Task to complete :: Starting with the line that contains "by a matching", reproduce each line through the end of the listing below, with no other output.

:::::

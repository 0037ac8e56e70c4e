// Error taxonomy for the reconciliation core.
// Duplicates are NOT errors - they are a classification outcome. A store
// uniqueness violation on insert is recovered as that outcome, never
// surfaced. Everything here is a condition the caller has to decide about.

use thiserror::Error;

/// One installment group or subscription stream that a bulk delete would
/// split - some member rows selected, some left behind.
#[derive(Debug, Clone, PartialEq)]
pub struct GroupSplit {
    /// Installment group id or subscription id (as text) being split
    pub group: String,
    pub selected: usize,
    pub remaining: usize,
}

#[derive(Error, Debug)]
pub enum LedgerError {
    #[error("Database error: {0}")]
    Db(#[from] rusqlite::Error),

    #[error("IO error: {0}")]
    Io(#[from] std::io::Error),

    #[error("CSV error: {0}")]
    Csv(#[from] csv::Error),

    /// More than one plausible projected placeholder matched an incoming
    /// row. Must be reported to the caller, never auto-resolved by guessing.
    #[error("Ambiguous match: {reason} (candidate rows: {candidates:?})")]
    AmbiguousMatch { reason: String, candidates: Vec<i64> },

    #[error("Invalid merge request: {0}")]
    InvalidMergeRequest(String),

    /// A merge source/target already points at another business. Chains are
    /// a data invariant violation to flag, not to resolve by chasing.
    #[error("Business {business_id} is already merged into {merged_to_id}")]
    MergeChainDetected { business_id: i64, merged_to_id: i64 },

    #[error("Business not found: {0}")]
    BusinessNotFound(i64),

    #[error("Subscription not found: {0}")]
    SubscriptionNotFound(i64),

    /// A delete request would remove some but not all payments of an
    /// installment group or subscription stream. Requires explicit
    /// confirmation listing the split.
    #[error("Delete would split {} group(s); confirmation required", splits.len())]
    PartialGroupDeletion { splits: Vec<GroupSplit> },

    #[error("Invalid statement row: {0}")]
    InvalidRow(String),
}

pub type Result<T> = std::result::Result<T, LedgerError>;
// 📥 Statement Row Model - the contract with bank-format parsers
// Parsers (out of scope here) hand the core pre-parsed rows; this module
// defines that row shape plus a CSV adapter for the import binary and tests.

use std::path::Path;

use anyhow::Context;
use chrono::NaiveDate;
use serde::{Deserialize, Serialize};

use crate::error::{LedgerError, Result};

// ============================================================================
// PAYMENT TYPE
// ============================================================================

#[derive(Debug, Clone, Copy, PartialEq, Eq, Serialize, Deserialize)]
#[serde(rename_all = "snake_case")]
pub enum PaymentType {
    /// Single charge settled in one billing cycle
    OneTime,

    /// One payment out of a multi-payment purchase
    Installments,
}

impl PaymentType {
    pub fn as_str(&self) -> &'static str {
        match self {
            PaymentType::OneTime => "one_time",
            PaymentType::Installments => "installments",
        }
    }

    pub fn parse(s: &str) -> Option<PaymentType> {
        match s {
            "one_time" => Some(PaymentType::OneTime),
            "installments" => Some(PaymentType::Installments),
            _ => None,
        }
    }
}

// ============================================================================
// STATEMENT ROW
// ============================================================================

/// One parsed statement line, as handed over by a bank-format parser.
///
/// Dates are business dates (`deal_date` is when the purchase happened,
/// `bank_charge_date` is when the bank settled it). Amounts are ILS after
/// the parser's currency conversion; the original amount/currency ride along
/// for provenance.
#[derive(Debug, Clone, Serialize, Deserialize)]
pub struct StatementRow {
    pub business_name: String,
    pub deal_date: NaiveDate,
    pub charged_amount_ils: f64,

    #[serde(default)]
    pub original_amount: Option<f64>,
    #[serde(default)]
    pub original_currency: Option<String>,
    #[serde(default)]
    pub exchange_rate_used: Option<f64>,

    pub card_last4: String,
    pub payment_type: PaymentType,

    /// 1-based position within the installment plan; absent for one-time.
    #[serde(default)]
    pub installment_index: Option<u32>,
    #[serde(default)]
    pub installment_total: Option<u32>,

    /// Full purchase sum as reported by the statement. Installment plans
    /// with an uneven first payment need this; when absent the group hash
    /// falls back to `charged_amount_ils * installment_total`.
    #[serde(default)]
    pub total_amount: Option<f64>,

    #[serde(default)]
    pub is_refund: bool,

    #[serde(default)]
    pub bank_charge_date: Option<NaiveDate>,

    #[serde(default)]
    pub source_file: Option<String>,

    /// Set by the batch ingester; not part of the parser contract.
    #[serde(skip)]
    pub upload_batch_hint: Option<String>,
}

impl StatementRow {
    /// Lowercased, trimmed business name - the canonical dedup key.
    pub fn normalized_business(&self) -> String {
        normalize_business_name(&self.business_name)
    }

    /// Validate the fields the classifier cannot work without.
    pub fn validate(&self) -> Result<()> {
        if self.business_name.trim().is_empty() {
            return Err(LedgerError::InvalidRow("missing business name".to_string()));
        }
        if self.payment_type == PaymentType::Installments {
            let index = self
                .installment_index
                .ok_or_else(|| LedgerError::InvalidRow("installment row without index".to_string()))?;
            let total = self
                .installment_total
                .ok_or_else(|| LedgerError::InvalidRow("installment row without total".to_string()))?;
            if index == 0 || total == 0 || index > total {
                return Err(LedgerError::InvalidRow(format!(
                    "installment index {index} out of range 1..{total}"
                )));
            }
        }
        Ok(())
    }

    /// Total purchase sum used for the group identity.
    pub fn group_total(&self) -> f64 {
        match (self.total_amount, self.installment_total) {
            (Some(total), _) => total,
            (None, Some(count)) => self.charged_amount_ils * count as f64,
            (None, None) => self.charged_amount_ils,
        }
    }
}

/// Normalize a business name to its canonical dedup key: lowercase + trim.
pub fn normalize_business_name(name: &str) -> String {
    name.trim().to_lowercase()
}

// ============================================================================
// CSV ADAPTER
// ============================================================================

/// Load pre-normalized statement rows from a CSV file.
///
/// This is NOT a bank-format parser - those live outside the core. It reads
/// the neutral row format above (serde field names as headers, dates as
/// `YYYY-MM-DD`) for the import binary and for test fixtures.
pub fn load_statement_rows(csv_path: &Path) -> anyhow::Result<Vec<StatementRow>> {
    let mut rdr = csv::Reader::from_path(csv_path).context("Failed to open statement CSV")?;

    let mut rows = Vec::new();
    for result in rdr.deserialize() {
        let mut row: StatementRow = result.context("Failed to deserialize statement row")?;
        if row.source_file.is_none() {
            row.source_file = csv_path
                .file_name()
                .and_then(|n| n.to_str())
                .map(|n| n.to_string());
        }
        rows.push(row);
    }

    Ok(rows)
}

// ============================================================================
// TESTS
// ============================================================================
/// Errors from the low-level character accumulators.
#[derive(Debug, Clone, PartialEq, Eq, thiserror::Error)]
pub enum LexError {
    /// A `\` was followed by a character that is not a valid JSON escape.
    #[error("invalid escape character {0:?}")]
    InvalidEscape(char),
    /// A `\uXXXX` escape contained a non-hex-digit character.
    #[error("invalid hex digit {0:?} in \\u escape")]
    InvalidUnicodeEscape(char),
    /// A high surrogate (`\uD800`-`\uDBFF`) was not followed by a matching
    /// low surrogate escape.
    #[error("unpaired UTF-16 surrogate U+{0:04X}")]
    UnpairedSurrogate(u16),
    /// The accumulated number token does not match the JSON number grammar.
    #[error("malformed number token {0:?}")]
    InvalidNumber(String),
    /// A character did not continue any of `true`, `false`, `null`.
    #[error("invalid literal character {0:?}")]
    InvalidLiteral(char),
}

/// Convenience alias for results from this crate.
pub type Result<T> = core::result::Result<T, LexError>;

:::::

Solution for this problem ::
    /// A high surrogate (`\uD800`-`\uDBFF`) was not followed by a matching
    /// low surrogate escape.
    #[error("unpaired UTF-16 surrogate U+{0:04X}")]
    UnpairedSurrogate(u16),
    /// The accumulated number token does not match the JSON number grammar.
    #[error("malformed number token {0:?}")]
    InvalidNumber(String),
    /// A character did not continue any of `true`, `false`, `null`.
    #[error("invalid literal character {0:?}")]
    InvalidLiteral(char),
}

/// Convenience alias for results from this crate.
pub type Result<T> = core::result::Result<T, LexError>;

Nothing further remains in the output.